::: Working data
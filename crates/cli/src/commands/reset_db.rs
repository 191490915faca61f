// SPDX-License-Identifier: BUSL-1.1
// Copyright (c) 2026 Alfred Jean LLC

//! `sg-cli reset-db` — delete the database file (and its WAL/SHM
//! companions) so the next `Store::open` recreates an empty schema.
//! Destructive, so it refuses without `--yes`.

use anyhow::{anyhow, Context};
use std::path::PathBuf;

pub async fn run(database_path: Option<PathBuf>, yes: bool) -> anyhow::Result<()> {
    let path = super::env::database_path(database_path);
    if !yes {
        return Err(anyhow!("refusing to delete {} without --yes", path.display()));
    }

    for suffix in ["", "-wal", "-shm"] {
        let candidate = append_suffix(&path, suffix);
        match std::fs::remove_file(&candidate) {
            Ok(()) => tracing::info!(path = %candidate.display(), "removed"),
            Err(err) if err.kind() == std::io::ErrorKind::NotFound => {}
            Err(err) => return Err(err).context(format!("failed to remove {}", candidate.display())),
        }
    }

    println!("database reset: {}", path.display());
    Ok(())
}

fn append_suffix(path: &std::path::Path, suffix: &str) -> PathBuf {
    let mut s = path.as_os_str().to_owned();
    s.push(suffix);
    PathBuf::from(s)
}
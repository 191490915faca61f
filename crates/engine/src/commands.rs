// SPDX-License-Identifier: BUSL-1.1
// Copyright (c) 2026 Alfred Jean LLC

//! The dispatcher's single mailbox. Every external trigger — an HTTP
//! request, the render-service WebSocket listener, the watchdog, the
//! periodic retry tick — becomes one of these and is handled serially by
//! the dispatcher task, so state transitions never race each other.

use sg_adapters::RenderServiceEvent;
use sg_core::{LaunchJobRequest, SampleJob, SampleJobId, SampleJobItemId};
use tokio::sync::oneshot;

#[derive(Debug)]
pub enum EngineCommand {
    /// Expand a preset against checkpoints, insert the job and its items,
    /// and wake the dispatch loop.
    Launch { request: LaunchJobRequest, reply: oneshot::Sender<sg_core::AppResult<SampleJob>> },
    /// Interrupt the in-flight item of a job (if it is the one currently
    /// running) and mark the job stopped. A stopped job is dispatchable
    /// again on the next idle cycle.
    Stop { job_id: SampleJobId, reply: oneshot::Sender<sg_core::AppResult<SampleJob>> },
    /// Mark a stopped job pending again.
    Resume { job_id: SampleJobId, reply: oneshot::Sender<sg_core::AppResult<SampleJob>> },
    /// Remove a job and its items; refuses while the job is running.
    Delete { job_id: SampleJobId, reply: oneshot::Sender<sg_core::AppResult<()>> },
    /// A job was inserted, stopped, or resumed; check for dispatchable work.
    PollJobs,
    /// Forwarded from the render-service WebSocket listener.
    RenderEvent(RenderServiceEvent),
    /// The in-flight item has been idle past its deadline.
    ItemTimedOut(SampleJobItemId),
    /// Periodic heartbeat driving retry of a previously failed submission.
    Tick,
}
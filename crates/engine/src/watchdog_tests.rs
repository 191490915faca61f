// SPDX-License-Identifier: BUSL-1.1
// Copyright (c) 2026 Alfred Jean LLC

use super::*;
use sg_core::SampleJobItemId;
use std::sync::atomic::{AtomicBool, Ordering};
use std::sync::Arc;

#[tokio::test(start_paused = true)]
async fn fires_after_timeout_elapses() {
    let fired = Arc::new(AtomicBool::new(false));
    let fired_clone = fired.clone();
    let item_id = SampleJobItemId::new();
    let _watchdog = Watchdog::start(Duration::from_secs(10), item_id, move |_| {
        fired_clone.store(true, Ordering::SeqCst);
    });

    tokio::time::advance(Duration::from_secs(11)).await;
    tokio::task::yield_now().await;
    assert!(fired.load(Ordering::SeqCst));
}

#[tokio::test(start_paused = true)]
async fn cancel_prevents_firing() {
    let fired = Arc::new(AtomicBool::new(false));
    let fired_clone = fired.clone();
    let item_id = SampleJobItemId::new();
    let watchdog = Watchdog::start(Duration::from_secs(10), item_id, move |_| {
        fired_clone.store(true, Ordering::SeqCst);
    });
    watchdog.cancel();

    tokio::time::advance(Duration::from_secs(11)).await;
    tokio::task::yield_now().await;
    assert!(!fired.load(Ordering::SeqCst));
}

#[tokio::test(start_paused = true)]
async fn dropping_cancels_the_timer() {
    let fired = Arc::new(AtomicBool::new(false));
    let fired_clone = fired.clone();
    let item_id = SampleJobItemId::new();
    {
        let _watchdog = Watchdog::start(Duration::from_secs(10), item_id, move |_| {
            fired_clone.store(true, Ordering::SeqCst);
        });
    }

    tokio::time::advance(Duration::from_secs(11)).await;
    tokio::task::yield_now().await;
    assert!(!fired.load(Ordering::SeqCst));
}
// SPDX-License-Identifier: BUSL-1.1
// Copyright (c) 2026 Alfred Jean LLC

//! Thin row<->domain mappers. Columns that hold nested structures are
//! stored as `*_json TEXT` and round-tripped through serde here, keeping
//! the domain types free of any SQL-specific derives.
//!
//! Mapper functions return `rusqlite::Result` rather than `StoreResult`
//! because they're handed straight to `query_row`/`query_map`, which fix
//! the closure's error type to `rusqlite::Error`; a JSON decode failure is
//! wrapped as a column conversion failure so it still surfaces through the
//! normal `?` chain in `store.rs`.

use chrono::{DateTime, Utc};
use rusqlite::types::Type;
use rusqlite::{Error as SqlError, Result as SqlResult, Row};
use sg_core::{
    Preset, PresetId, PresetMapping, PromptEntry, SampleJob, SampleJobId, SampleJobItem,
    SampleJobItemId, SamplerSchedulerPair, SamplePreset, SamplePresetId,
};

fn column_error(index: usize, err: impl std::error::Error + Send + Sync + 'static) -> SqlError {
    SqlError::FromSqlConversionFailure(index, Type::Text, Box::new(err))
}

fn parse_timestamp(index: usize, raw: &str) -> SqlResult<DateTime<Utc>> {
    DateTime::parse_from_rfc3339(raw)
        .map(|dt| dt.with_timezone(&Utc))
        .map_err(|e| column_error(index, e))
}

fn parse_json<T: serde::de::DeserializeOwned>(index: usize, raw: &str) -> SqlResult<T> {
    serde_json::from_str(raw).map_err(|e| column_error(index, e))
}

fn parse_enum<T: serde::de::DeserializeOwned>(index: usize, raw: &str) -> SqlResult<T> {
    serde_json::from_value(serde_json::Value::String(raw.to_string())).map_err(|e| column_error(index, e))
}

pub fn preset_from_row(row: &Row<'_>) -> SqlResult<Preset> {
    let mapping_json: String = row.get("mapping_json")?;
    let created_at: String = row.get("created_at")?;
    let updated_at: String = row.get("updated_at")?;
    Ok(Preset {
        id: PresetId::from_string(row.get::<_, String>("id")?),
        name: row.get("name")?,
        mapping: parse_json::<PresetMapping>(0, &mapping_json)?,
        created_at: parse_timestamp(0, &created_at)?,
        updated_at: parse_timestamp(0, &updated_at)?,
    })
}

pub fn sample_preset_from_row(row: &Row<'_>) -> SqlResult<SamplePreset> {
    let prompts_json: String = row.get("prompts_json")?;
    let steps_json: String = row.get("steps_json")?;
    let cfgs_json: String = row.get("cfgs_json")?;
    let pairs_json: String = row.get("sampler_scheduler_pairs_json")?;
    let seeds_json: String = row.get("seeds_json")?;
    let created_at: String = row.get("created_at")?;
    let updated_at: String = row.get("updated_at")?;
    Ok(SamplePreset {
        id: SamplePresetId::from_string(row.get::<_, String>("id")?),
        name: row.get("name")?,
        prompts: parse_json::<Vec<PromptEntry>>(0, &prompts_json)?,
        negative_prompt: row.get("negative_prompt")?,
        steps: parse_json::<Vec<u32>>(0, &steps_json)?,
        cfgs: parse_json::<Vec<f64>>(0, &cfgs_json)?,
        sampler_scheduler_pairs: parse_json::<Vec<SamplerSchedulerPair>>(0, &pairs_json)?,
        seeds: parse_json::<Vec<i64>>(0, &seeds_json)?,
        width: row.get("width")?,
        height: row.get("height")?,
        created_at: parse_timestamp(0, &created_at)?,
        updated_at: parse_timestamp(0, &updated_at)?,
    })
}

pub fn sample_job_from_row(row: &Row<'_>) -> SqlResult<SampleJob> {
    let status: String = row.get("status")?;
    let created_at: String = row.get("created_at")?;
    let updated_at: String = row.get("updated_at")?;
    Ok(SampleJob {
        id: SampleJobId::from_string(row.get::<_, String>("id")?),
        training_run_name: row.get("training_run_name")?,
        sample_preset_id: SamplePresetId::from_string(row.get::<_, String>("sample_preset_id")?),
        workflow_name: row.get("workflow_name")?,
        vae: row.get("vae")?,
        clip: row.get("clip")?,
        shift: row.get("shift")?,
        status: parse_enum(0, &status)?,
        total_items: row.get("total_items")?,
        completed_items: row.get("completed_items")?,
        error_message: row.get("error_message")?,
        created_at: parse_timestamp(0, &created_at)?,
        updated_at: parse_timestamp(0, &updated_at)?,
    })
}

pub fn sample_job_item_from_row(row: &Row<'_>) -> SqlResult<SampleJobItem> {
    let status: String = row.get("status")?;
    let created_at: String = row.get("created_at")?;
    let updated_at: String = row.get("updated_at")?;
    Ok(SampleJobItem {
        id: SampleJobItemId::from_string(row.get::<_, String>("id")?),
        job_id: SampleJobId::from_string(row.get::<_, String>("job_id")?),
        checkpoint_filename: row.get("checkpoint_filename")?,
        comfy_ui_model_path: row.get("comfy_ui_model_path")?,
        prompt_name: row.get("prompt_name")?,
        prompt_text: row.get("prompt_text")?,
        steps: row.get("steps")?,
        cfg: row.get("cfg")?,
        sampler_name: row.get("sampler_name")?,
        scheduler: row.get("scheduler")?,
        seed: row.get("seed")?,
        width: row.get("width")?,
        height: row.get("height")?,
        status: parse_enum(0, &status)?,
        comfy_ui_prompt_id: row.get("comfy_ui_prompt_id")?,
        output_path: row.get("output_path")?,
        error_message: row.get("error_message")?,
        duration_ms: row.get("duration_ms")?,
        created_at: parse_timestamp(0, &created_at)?,
        updated_at: parse_timestamp(0, &updated_at)?,
    })
}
::::::
Where in the records does the word "next" appear? Copy each line that holds it.

//! companions) so the next `Store::open` recreates an empty schema.
    /// again on the next idle cycle.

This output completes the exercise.